Ah, the fun (irony here). Before user-end computing can regain a semblance of sensibility we will need to move towards guaranteed secure sandbox environments for apps that allow historical re-use of earlier versions.
What is happening at the moment is that IMMENSE quantities of skill development and time is continually flushed away everytime Google/Microsoft/Take-your-pick-software-company decides to retire or dramatically rewrite an app. The situation is even wilder in the closed gardens (Android/IOS) and cloud/web-only where perfectly fine software disappears overnight and then.. that's it. Wake up, we're throwing our mental resources down the drain on a completely unprecedented scale because no systemic solution to this issue exists!!
Not really. Notice that grandparent said "the situation is even wilder in the closed gardens". It still exists in open source. Rolling back a set of packages to some older state isn't a trivial operation, and rewrites are incredibly expensive no matter who's doing them.
Open source is a prerequisite, but this isn't a solved technical problem. The challenge is to make codebases rewrite friendly. The bottleneck isn't the rewrite itself, it's all the risk due to the regressions that rewrites tend to cause, and all the stress from trying to catch these regressions before a release. I've been working on ways to express more tests than our current (c 1970) unix stack can support.
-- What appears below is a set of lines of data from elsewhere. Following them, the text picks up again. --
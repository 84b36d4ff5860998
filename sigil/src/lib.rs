// Copyright 2026 the Sigil Authors
// SPDX-License-Identifier: Apache-2.0 OR MIT

//! `sigil`: an embeddable plugin runtime.
//!
//! Sigil loads compact bytecode modules from bytes, validates them
//! (CRC-checked, section-based container), resolves host-provided functions,
//! and executes exported functions inside a bounded sandbox: paged linear
//! memory, a bounded call stack, and optional instruction-count ("fuel")
//! limits. Guest code is untrusted; every fault becomes a typed error, never
//! an escape.
//!
//! ## Example
//!
//! ```
//! extern crate alloc;
//!
//! use sigil::asm::{Asm, ModuleBuilder};
//! use sigil::opcode::Opcode;
//! use sigil::runtime::Runtime;
//! use sigil::value::{Value, ValueType};
//! use sigil::vm::Config;
//!
//! // fn add(a: i32, b: i32) -> i32 { a + b }
//! let mut b = ModuleBuilder::new();
//! let ty = b.ty(&[ValueType::I32, ValueType::I32], Some(ValueType::I32));
//! let mut a = Asm::new();
//! a.op(Opcode::Add32, 0, 0, 1);
//! a.ret();
//! let f = b.func(ty, 4, 0, a)?;
//! b.export_func(f, "add");
//!
//! let rt = Runtime::new();
//! let module = rt.load(&b.finish())?;
//! let mut vm = rt.instantiate(&module, Config::default());
//! vm.init()?;
//! let out = vm.call("add", &[Value::I32(10), Value::I32(32)])?;
//! assert_eq!(out, Value::I32(42));
//! # Ok::<(), alloc::boxed::Box<dyn core::error::Error>>(())
//! ```

#![no_std]

extern crate alloc;

pub mod asm;
pub mod disasm;
pub mod error;
pub mod format;
pub mod host;
pub mod memory;
pub mod module;
pub mod opcode;
pub mod runtime;
pub(crate) mod stack;
pub mod trace;
pub mod value;
pub mod vm;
The goal: to be able to certify a release to production just by running its automated tests. No large projects today meet this standard. Once we do I think we'll be in much better shape to undertake dramatic rewrites, and to reuse code between projects/rewrites.
It's unfortunately hard to make money on your software if it's free. (Assuming your primary interest is making software, not providing support.)
Personally, I'm going to try open-sourcing my retail software a) once sales goals have been met, and b) without the art assets. Maybe that would be a good compromise.
I haven't really seen this done but couldn't Google pour money in to developing very high quality GPL'd libraries for say.. C++ or Python - becoming the defacto standard libraries. If other's want to use them in their closed source projects they'd have to pay licenses to Google, however internally they can use them in their closed source code since they own the rights to it.
The trick would be get that critical mass where competing libraries aren't used as much. Google definitely seems to have the talent and workforce to do it
Anything that makes it easier to develop native software (which 'won't-suddenly-disappear' software has to be) is in direct conflict with Google's strategic interests (Chrome, ChromeOS) and their bottom line.
Isn't this why standards exist? We have standard image formats (jpg, dng). Even standard metadata formats (xmp, exif).
Why can't we have a standard for image libraries, albums, and storage that can work on a smartphone or desktop? It sure would make it easier to roll your own imports, exports, backups. It would be easier to move your stuff when Apple shuts down Aperture, Google shuts down Picasa, you switch smartphone OSs, you decide to quit Facebook, etc. Some XML or some JSON amirite?
If 1 or 2 big players got on board, I feel like others would follow. But I'm probably wrong.
Microsoft seems much better at this than the others you mentioned (or Linux).
Compatability seems like something that the Qubes model could help with quite a bit. Rump kernels can also help by simplifying the OS level interface to where effective sandboxing is possible. Getting safe and convient access to the data an app actually needs is still a difficult issue.
Minus the sandboxing, some package managers are better at this than others, particularly Nix or OpenPandora's PND packages. However, that only helps as long as the OS provides binary compatability.
Even with sandboxing, applications that require network access can be a major security issue. It is no consolation to the rest of the network if your botnet node is nicely isolated from the rest of your system. To fix this, applications need to not directly interact with the network but with other system components that do so and can be updated separately.
OTOH, often the compatibility loss is independent of the application, either communications standards change or expected features change, so being able to run old applications only gets you so much. In those cases, open source can have a major advantage.
What is happening at the moment is that IMMENSE quantities of skill development and time is continually flushed away everytime Google/Microsoft/Take-your-pick-software-company decides to retire or dramatically rewrite an app. The situation is even wilder in the closed gardens (Android/IOS) and cloud/web-only where perfectly fine software disappears overnight and then.. that's it. Wake up, we're throwing our mental resources down the drain on a completely unprecedented scale because no systemic solution to this issue exists!!